START DATA FOR REVIEW

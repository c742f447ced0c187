//! Customer note endpoints

use axum::{
    extract::{Path, Query, State},
    http::StatusCode,
    routing::{get, put},
    Json, Router,
};
use crm_common::models::{Note, NoteInput};
use serde::Deserialize;
use uuid::Uuid;

use crate::error::{ApiError, ApiResult};
use crate::AppState;

#[derive(Debug, Default, Deserialize)]
pub struct NoteListQuery {
    #[serde(default)]
    pub limit: i64,
}

fn parse_note_id(raw: &str) -> ApiResult<Uuid> {
    Uuid::parse_str(raw).map_err(|_| ApiError::BadRequest(format!("invalid note id: {raw:?}")))
}

/// GET /api/orgs/:org/customers/:id/notes
pub async fn list_notes(
    State(state): State<AppState>,
    Path((org, id)): Path<(String, String)>,
    Query(query): Query<NoteListQuery>,
) -> ApiResult<Json<Vec<Note>>> {
    Ok(Json(state.service.list_notes(&org, &id, query.limit).await?))
}

/// POST /api/orgs/:org/customers/:id/notes
pub async fn create_note(
    State(state): State<AppState>,
    Path((org, id)): Path<(String, String)>,
    Json(input): Json<NoteInput>,
) -> ApiResult<(StatusCode, Json<Note>)> {
    let note = state.service.create_note(&org, &id, input).await?;
    Ok((StatusCode::CREATED, Json(note)))
}

/// PUT /api/orgs/:org/notes/:note_id
pub async fn update_note(
    State(state): State<AppState>,
    Path((org, note_id)): Path<(String, String)>,
    Json(input): Json<NoteInput>,
) -> ApiResult<Json<Note>> {
    let note_id = parse_note_id(&note_id)?;
    Ok(Json(state.service.update_note(&org, note_id, input).await?))
}

/// DELETE /api/orgs/:org/notes/:note_id
pub async fn delete_note(
    State(state): State<AppState>,
    Path((org, note_id)): Path<(String, String)>,
) -> ApiResult<StatusCode> {
    let note_id = parse_note_id(&note_id)?;
    state.service.soft_delete_note(&org, note_id).await?;
    Ok(StatusCode::NO_CONTENT)
}

pub fn note_routes() -> Router<AppState> {
    Router::new()
        .route("/api/orgs/:org/customers/:id/notes", get(list_notes).post(create_note))
        .route("/api/orgs/:org/notes/:note_id", put(update_note).delete(delete_note))
}
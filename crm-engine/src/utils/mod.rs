//! Shared helpers

pub mod db_retry;

pub use db_retry::retry_on_lock;
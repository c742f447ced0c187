//! crm-engine - customer identity resolution and classification service
//!
//! Loads the bootstrap config, opens the database, starts the orchestrator
//! on the event bus and serves the HTTP API until Ctrl+C or SIGTERM.

use std::fs::OpenOptions;
use std::net::SocketAddr;
use std::path::PathBuf;
use std::sync::{Arc, Mutex};

use anyhow::{Context, Result};
use clap::Parser;
use crm_common::config::{load_config, LoggingConfig};
use crm_common::db::init_database;
use crm_common::events::EventBus;
use crm_engine::{build_router, AppState, Orchestrator};
use tokio::signal;
use tracing::{info, warn};
use tracing_subscriber::EnvFilter;

#[derive(Parser, Debug)]
#[command(name = "crm-engine")]
#[command(about = "Customer identity resolution and classification engine")]
#[command(version)]
struct Args {
    /// Port to listen on (overrides config)
    #[arg(short, long, env = "CRM_PORT")]
    port: Option<u16>,

    /// SQLite database file (overrides config)
    #[arg(short, long, env = "CRM_DATABASE")]
    database: Option<PathBuf>,

    /// TOML config file
    #[arg(short, long, env = "CRM_CONFIG")]
    config: Option<PathBuf>,

    /// Log level when RUST_LOG is unset (overrides config)
    #[arg(long, env = "CRM_LOG_LEVEL")]
    log_level: Option<String>,
}

#[tokio::main]
async fn main() -> Result<()> {
    let args = Args::parse();

    let mut config = load_config(args.config.as_deref()).context("Failed to load configuration")?;
    if let Some(port) = args.port {
        config.port = port;
    }
    if let Some(database) = args.database {
        config.database_path = database;
    }
    if let Some(level) = args.log_level {
        config.logging.level = level;
    }

    init_tracing(&config.logging)?;

    info!(
        "Starting crm-engine v{} on port {}",
        env!("CARGO_PKG_VERSION"),
        config.port
    );
    info!("Database: {}", config.database_path.display());

    let db = init_database(&config.database_path)
        .await
        .context("Failed to initialize database")?;

    let settings = Arc::new(config.engine.clone());
    let event_bus = EventBus::new(settings.event_bus_capacity);
    let state = AppState::new(db, event_bus.clone(), settings);

    let orchestrator = Orchestrator::new(state.service.clone()).spawn(event_bus.subscribe());
    info!("Orchestrator subscribed to event bus");

    let app = build_router(state);

    let addr = SocketAddr::from(([0, 0, 0, 0], config.port));
    let listener = tokio::net::TcpListener::bind(addr)
        .await
        .with_context(|| format!("Failed to bind to {addr}"))?;
    info!("Listening on http://{}", addr);
    info!("Health check: http://{}/health", addr);

    axum::serve(listener, app)
        .with_graceful_shutdown(shutdown_signal())
        .await
        .context("Server error")?;

    orchestrator.abort();
    info!("Server shutdown complete");
    Ok(())
}

/// `RUST_LOG` wins; otherwise the configured level applies to every target
fn init_tracing(logging: &LoggingConfig) -> Result<()> {
    let filter = EnvFilter::try_from_default_env().unwrap_or_else(|_| EnvFilter::new(&logging.level));
    let builder = tracing_subscriber::fmt().with_env_filter(filter);

    match &logging.file {
        Some(path) => {
            let file = OpenOptions::new()
                .create(true)
                .append(true)
                .open(path)
                .with_context(|| format!("Failed to open log file {}", path.display()))?;
            builder.with_ansi(false).with_writer(Mutex::new(file)).init();
        }
        None => builder.init(),
    }
    Ok(())
}

async fn shutdown_signal() {
    let ctrl_c = async {
        if let Err(e) = signal::ctrl_c().await {
            warn!("Failed to install Ctrl+C handler: {}", e);
            std::future::pending::<()>().await;
        }
    };

    #[cfg(unix)]
    let terminate = async {
        match signal::unix::signal(signal::unix::SignalKind::terminate()) {
            Ok(mut sigterm) => {
                sigterm.recv().await;
            }
            Err(e) => {
                warn!("Failed to install SIGTERM handler: {}", e);
                std::future::pending::<()>().await;
            }
        }
    };

    #[cfg(not(unix))]
    let terminate = std::future::pending::<()>();

    tokio::select! {
        _ = ctrl_c => {
            info!("Received Ctrl+C, shutting down");
        },
        _ = terminate => {
            info!("Received terminate signal, shutting down");
        },
    }
}
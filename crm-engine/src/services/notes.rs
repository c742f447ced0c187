//! Staff notes
//!
//! Writes publish `DataChanged` on the `notes` collection; the orchestrator
//! turns those into `note_*` history entries.

use super::{ActivityDraft, CustomerService};
use crate::db::{customers, notes};
use crm_common::events::CrmEvent;
use crm_common::models::activity::{NOTE_ADDED, NOTE_DELETED, NOTE_UPDATED};
use crm_common::models::{ActivityRecord, ChangeOperation, Note, NoteInput, SourceCollection, SourceRef};
use crm_common::time::now_ms;
use crm_common::{Error, Result};
use uuid::Uuid;

pub const DEFAULT_NOTE_LIMIT: i64 = 50;

impl CustomerService {
    pub async fn create_note(&self, org_id: &str, customer_id: &str, input: NoteInput) -> Result<Note> {
        let text = validated_text(&input)?;
        let customer = self
            .find_customer(org_id, customer_id)
            .await?
            .ok_or_else(|| Error::NotFound(format!("customer {customer_id}")))?;

        let now = now_ms();
        let note = Note {
            id: Uuid::new_v4(),
            unified_id: customer.unified_id,
            org_id: org_id.to_string(),
            note_text: text,
            next_action: input.next_action,
            next_action_date: input.next_action_date,
            is_deleted: false,
            created_by: input.created_by,
            created_at: now,
            updated_at: now,
        };
        notes::insert_note(&self.db, &note).await?;
        self.publish_note(&note, ChangeOperation::Insert)?;
        Ok(note)
    }

    /// Non-deleted notes for a customer, newest first
    pub async fn list_notes(&self, org_id: &str, customer_id: &str, limit: i64) -> Result<Vec<Note>> {
        let customer = self
            .find_customer(org_id, customer_id)
            .await?
            .ok_or_else(|| Error::NotFound(format!("customer {customer_id}")))?;
        let limit = if limit > 0 { limit } else { DEFAULT_NOTE_LIMIT };
        notes::list_notes(&self.db, org_id, &customer.unified_id, limit).await
    }

    pub async fn update_note(&self, org_id: &str, note_id: Uuid, input: NoteInput) -> Result<Note> {
        let text = validated_text(&input)?;
        let mut note = notes::load_note(&self.db, org_id, note_id)
            .await?
            .filter(|n| !n.is_deleted)
            .ok_or_else(|| Error::NotFound(format!("note {note_id}")))?;

        note.note_text = text;
        note.next_action = input.next_action;
        note.next_action_date = input.next_action_date;
        note.updated_at = now_ms();
        if !notes::update_note(&self.db, &note).await? {
            return Err(Error::NotFound(format!("note {note_id}")));
        }
        self.publish_note(&note, ChangeOperation::Update)?;
        Ok(note)
    }

    pub async fn soft_delete_note(&self, org_id: &str, note_id: Uuid) -> Result<()> {
        let mut note = notes::load_note(&self.db, org_id, note_id)
            .await?
            .filter(|n| !n.is_deleted)
            .ok_or_else(|| Error::NotFound(format!("note {note_id}")))?;
        let now = now_ms();
        notes::soft_delete_note(&self.db, org_id, note_id, now).await?;
        note.is_deleted = true;
        note.updated_at = now;
        self.publish_note(&note, ChangeOperation::Delete)
    }

    /// History entry for a note change, written at most once per change
    pub async fn record_note_activity(
        &self,
        note: &Note,
        operation: ChangeOperation,
    ) -> Result<Option<ActivityRecord>> {
        let Some(customer) = customers::load_customer(&self.db, &note.org_id, &note.unified_id).await? else {
            return Ok(None);
        };
        let note_id = note.id.to_string();
        let (activity_type, label, at, source_ref) = match operation {
            ChangeOperation::Insert => (
                NOTE_ADDED,
                "Note added",
                note.created_at,
                SourceRef::new("noteId", &note_id),
            ),
            ChangeOperation::Update => (
                NOTE_UPDATED,
                "Note updated",
                note.updated_at,
                SourceRef::new("noteId", &note_id).with("updatedAt", &note.updated_at.to_string()),
            ),
            ChangeOperation::Delete => (
                NOTE_DELETED,
                "Note deleted",
                note.updated_at,
                SourceRef::new("noteId", &note_id),
            ),
        };

        let mut draft = ActivityDraft::new(&customer, activity_type, "system", at)
            .source_ref(source_ref)
            .display(label, "note", note.preview())
            .actor(&note.created_by, &note.created_by)
            .meta("noteTextPreview", note.preview());
        if let Some(action) = &note.next_action {
            draft = draft.meta("nextAction", action.as_str());
        }
        if let Some(date) = note.next_action_date {
            draft = draft.meta("nextActionDate", date);
        }
        self.recorder.log_if_not_exists(draft).await
    }

    fn publish_note(&self, note: &Note, operation: ChangeOperation) -> Result<()> {
        if let Some(bus) = &self.event_bus {
            bus.emit_lossy(CrmEvent::data_changed(
                SourceCollection::Notes,
                operation,
                &note.org_id,
                &note.id.to_string(),
                serde_json::to_value(note)?,
            ));
        }
        Ok(())
    }
}

fn validated_text(input: &NoteInput) -> Result<String> {
    let text = input.note_text.trim();
    if text.is_empty() {
        return Err(Error::InvalidInput("note text must not be blank".into()));
    }
    Ok(text.to_string())
}

#[cfg(test)]
mod tests {
    use super::*;
    use crm_common::config::EngineSettings;
    use crm_common::db::init_memory_database;
    use crm_common::events::EventBus;
    use crm_common::models::{Source, UnifiedCustomer};
    use std::sync::Arc;

    fn input(text: &str) -> NoteInput {
        NoteInput {
            note_text: text.into(),
            created_by: "staff-1".into(),
            ..Default::default()
        }
    }

    #[tokio::test]
    async fn test_note_lifecycle_publishes_changes() {
        let pool = init_memory_database().await.unwrap();
        let bus = EventBus::new(16);
        let mut rx = bus.subscribe();
        let svc = CustomerService::new(pool.clone(), Arc::new(EngineSettings::default()), Some(bus));
        let c = UnifiedCustomer::standalone("org", Source::Pos, "p1", 1);
        customers::save_customer(&pool, &c).await.unwrap();

        assert!(matches!(
            svc.create_note("org", "p1", input("  ")).await.unwrap_err(),
            Error::InvalidInput(_)
        ));
        let note = svc.create_note("org", "p1", input("Call back Friday")).await.unwrap();
        match rx.recv().await.unwrap() {
            CrmEvent::DataChanged { collection, operation, .. } => {
                assert_eq!(collection, SourceCollection::Notes);
                assert_eq!(operation, ChangeOperation::Insert);
            }
            other => panic!("unexpected event {other:?}"),
        }

        let edited = svc.update_note("org", note.id, input("Call back Monday")).await.unwrap();
        assert_eq!(edited.note_text, "Call back Monday");
        assert_eq!(svc.list_notes("org", "p1", 0).await.unwrap().len(), 1);

        svc.soft_delete_note("org", note.id).await.unwrap();
        assert!(svc.list_notes("org", "p1", 0).await.unwrap().is_empty());
        assert!(matches!(
            svc.soft_delete_note("org", note.id).await.unwrap_err(),
            Error::NotFound(_)
        ));
    }

    #[tokio::test]
    async fn test_note_activity_logged_once() {
        let pool = init_memory_database().await.unwrap();
        let svc = CustomerService::new(pool.clone(), Arc::new(EngineSettings::default()), None);
        let c = UnifiedCustomer::standalone("org", Source::Pos, "p1", 1);
        customers::save_customer(&pool, &c).await.unwrap();
        let note = svc.create_note("org", "p1", input("VIP gift")).await.unwrap();

        let first = svc.record_note_activity(&note, ChangeOperation::Insert).await.unwrap();
        assert_eq!(first.unwrap().activity_type, NOTE_ADDED);
        let second = svc.record_note_activity(&note, ChangeOperation::Insert).await.unwrap();
        assert!(second.is_none());
    }
}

END DATA FOR REVIEW

# WHAT THE TASK ASKS
Write out each line above with the word "SourceCollection".

# REPLY TO THE EXERCISE
use crm_common::models::{ActivityRecord, ChangeOperation, Note, NoteInput, SourceCollection, SourceRef};
                SourceCollection::Notes,
                assert_eq!(collection, SourceCollection::Notes);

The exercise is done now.